» Exercise description
Please copy out all lines of the entries that contain the word "params".

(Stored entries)
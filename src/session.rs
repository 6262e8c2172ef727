//! [`Session`]: the explicit context threaded through every call site
//! (isolation level, timezone, identity-last-value) instead of implicit
//! global or thread-local session state: a small, cheaply-constructed
//! struct passed by reference rather than process-wide mutable state.

use std::cell::Cell;
use std::sync::atomic::{AtomicU64, Ordering};

/// Isolation levels a statement may run under. Order matters: higher
/// variants offer strictly more protection, and the discriminant order is
/// relied upon by `>=`/`<=` comparisons elsewhere in the larger system
/// this crate plugs into.
#[derive(Debug, Clone, Copy, PartialEq, Eq, PartialOrd, Ord, Default)]
pub enum IsolationLevel {
    ReadUncommitted,
    ReadCommitted,
    RepeatableRead,
    Snapshot,
    #[default]
    Serializable,
}

/// Case-canonicalization mode used to resolve generated-key column names
/// when an exact-case match fails.
#[derive(Debug, Clone, Copy, PartialEq, Eq, Default)]
pub enum IdentifierCase {
    #[default]
    Upper,
    Lower,
}

/// Per-session runtime knobs, passed explicitly rather than read from
/// ambient globals.
pub struct Session {
    pub user: String,
    pub isolation_level: IsolationLevel,
    pub lock_timeout_ms: i64,
    pub identifier_case: IdentifierCase,
    /// ANSI-strictness knob: when true, an UPDATE whose computed new row
    /// equals the old row does not count as an affected row.
    pub update_to_current_values_returns_zero: bool,
    /// Whether an INSERT resolved via `ON DUPLICATE KEY UPDATE`
    /// contributes 1 or 2 to the affected-row count. Exposed as a knob
    /// rather than hardcoded, since real engines disagree on this (see
    /// DESIGN.md).
    pub on_duplicate_key_reports_two: bool,
    identity_last_value: AtomicU64,
    current_row_number: Cell<u64>,
    canceled: Cell<bool>,
}

impl Default for Session {
    fn default() -> Self {
        Session {
            user: "anonymous".to_string(),
            isolation_level: IsolationLevel::default(),
            lock_timeout_ms: 5_000,
            identifier_case: IdentifierCase::default(),
            update_to_current_values_returns_zero: false,
            on_duplicate_key_reports_two: false,
            identity_last_value: AtomicU64::new(0),
            current_row_number: Cell::new(0),
            canceled: Cell::new(false),
        }
    }
}

impl Session {
    pub fn for_user(user: impl Into<String>) -> Self {
        Session {
            user: user.into(),
            ..Session::default()
        }
    }

    pub fn set_identity_last_value(&self, value: u64) {
        self.identity_last_value.store(value, Ordering::SeqCst);
    }

    pub fn identity_last_value(&self) -> u64 {
        self.identity_last_value.load(Ordering::SeqCst)
    }

    pub fn set_current_row_number(&self, n: u64) {
        self.current_row_number.set(n);
    }

    pub fn current_row_number(&self) -> u64 {
        self.current_row_number.get()
    }

    /// Mark this session's in-flight statement canceled; `check_canceled`
    /// will raise from this point on. Used by tests to simulate a
    /// client-side query timeout.
    pub fn cancel(&self) {
        self.canceled.set(true);
    }

    pub fn is_canceled(&self) -> bool {
        self.canceled.get()
    }
}
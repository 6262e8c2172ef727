//! [`FilteredScan`]: iterate a table's rows under a WHERE predicate,
//! `FETCH FIRST n ROWS`, and row locking. Re-checks a row after acquiring
//! its lock rather than trusting the pre-lock snapshot.

use crate::error::{DmlError, DriverError, ScanError};
use crate::expr::{EvalCtx, Expr};
use crate::row::Row;
use crate::session::Session;
use crate::storage::Table;
use crate::value::Value;

/// How often (in scanned rows) to check `session.is_canceled()`. Matches
/// the cadence used elsewhere in this crate.
const CANCEL_CHECK_INTERVAL: usize = 128;

pub struct FilteredScan<'a> {
    pub predicate: Option<&'a Expr>,
    pub fetch_first: Option<i64>,
}

impl<'a> FilteredScan<'a> {
    pub fn new(predicate: Option<&'a Expr>, fetch_first: Option<i64>) -> Self {
        FilteredScan { predicate, fetch_first }
    }

    /// Run the scan against `table`'s current snapshot, locking and
    /// re-validating each candidate row if the table is row-lockable.
    pub fn run(&self, table: &mut dyn Table, session: &Session, params: &[Value]) -> Result<Vec<Row>, DmlError> {
        if let Some(n) = self.fetch_first {
            if n < 0 {
                return Err(ScanError::InvalidFetchCount(Some(n)).into());
            }
        }

        let row_lockable = table.meta().row_lockable;
        let candidates = table.scan();
        let mut out = Vec::new();

        for (i, cached) in candidates.into_iter().enumerate() {
            if i % CANCEL_CHECK_INTERVAL == 0 && session.is_canceled() {
                return Err(DriverError::Canceled.into());
            }
            if let Some(limit) = self.fetch_first {
                if out.len() as i64 >= limit {
                    break;
                }
            }
            if !self.matches(&cached, session, params)? {
                continue;
            }

            let row = if row_lockable {
                let key = match cached.key {
                    Some(k) => k,
                    None => continue,
                };
                match table.lock_row(session, key, session.lock_timeout_ms)? {
                    None => continue,
                    Some(locked) => {
                        if !locked.shared_data_equal(&cached) && !self.matches(&locked, session, params)? {
                            continue;
                        }
                        locked
                    }
                }
            } else {
                cached
            };
            out.push(row);
        }
        Ok(out)
    }

    fn matches(&self, row: &Row, session: &Session, params: &[Value]) -> Result<bool, DmlError> {
        match self.predicate {
            None => Ok(true),
            Some(expr) => {
                let ctx = EvalCtx::new(session).with_target(row).with_params(params);
                Ok(expr.boolean_value(&ctx)?.unwrap_or(false))
            }
        }
    }
}

#[cfg(test)]
mod tests {
    use super::*;
    use crate::expr::ColumnSide;
    use crate::mem::MemTable;
    use crate::schema::{ColumnMeta, TableMeta};
    use crate::value::ColumnType;

    fn table_with_rows(n: i64) -> MemTable {
        let meta = TableMeta {
            name: "t".into(),
            columns: vec![ColumnMeta::simple(0, "id", ColumnType::Int)],
            primary_key: Some(vec![0]),
            row_lockable: true,
            unique_indexes: vec![],
            has_row_id: true,
        };
        let mut t = MemTable::new(meta);
        let session = Session::default();
        for i in 0..n {
            t.add_row(&session, Row::new(None, vec![Value::Int(i)])).unwrap();
        }
        t
    }

    #[test]
    fn fetch_first_limits_result_count() {
        let mut t = table_with_rows(10);
        let session = Session::default();
        let scan = FilteredScan::new(None, Some(3));
        let rows = scan.run(&mut t, &session, &[]).unwrap();
        assert_eq!(rows.len(), 3);
    }

    #[test]
    fn predicate_filters_rows() {
        let mut t = table_with_rows(5);
        let session = Session::default();
        let predicate = Expr::host(|ctx| {
            let v = Expr::Column { side: ColumnSide::Target, index: 0 }.value(ctx)?;
            Ok(Value::Bool(v.to_i64()? >= 3))
        });
        let scan = FilteredScan::new(Some(&predicate), None);
        let rows = scan.run(&mut t, &session, &[]).unwrap();
        assert_eq!(rows.len(), 2);
    }

    #[test]
    fn negative_fetch_first_is_rejected() {
        let mut t = table_with_rows(1);
        let session = Session::default();
        let scan = FilteredScan::new(None, Some(-1));
        let err = scan.run(&mut t, &session, &[]).unwrap_err();
        assert!(matches!(err, DmlError::Scan(ScanError::InvalidFetchCount(_))));
    }

    #[test]
    fn canceled_session_aborts_scan() {
        let mut t = table_with_rows(5);
        let session = Session::default();
        session.cancel();
        let scan = FilteredScan::new(None, None);
        let err = scan.run(&mut t, &session, &[]).unwrap_err();
        assert!(matches!(err, DmlError::Driver(DriverError::Canceled)));
    }
}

» Solution below
    pub fn run(&self, table: &mut dyn Table, session: &Session, params: &[Value]) -> Result<Vec<Row>, DmlError> {
            if !self.matches(&cached, session, params)? {
                        if !locked.shared_data_equal(&cached) && !self.matches(&locked, session, params)? {
    fn matches(&self, row: &Row, session: &Session, params: &[Value]) -> Result<bool, DmlError> {
                let ctx = EvalCtx::new(session).with_target(row).with_params(params);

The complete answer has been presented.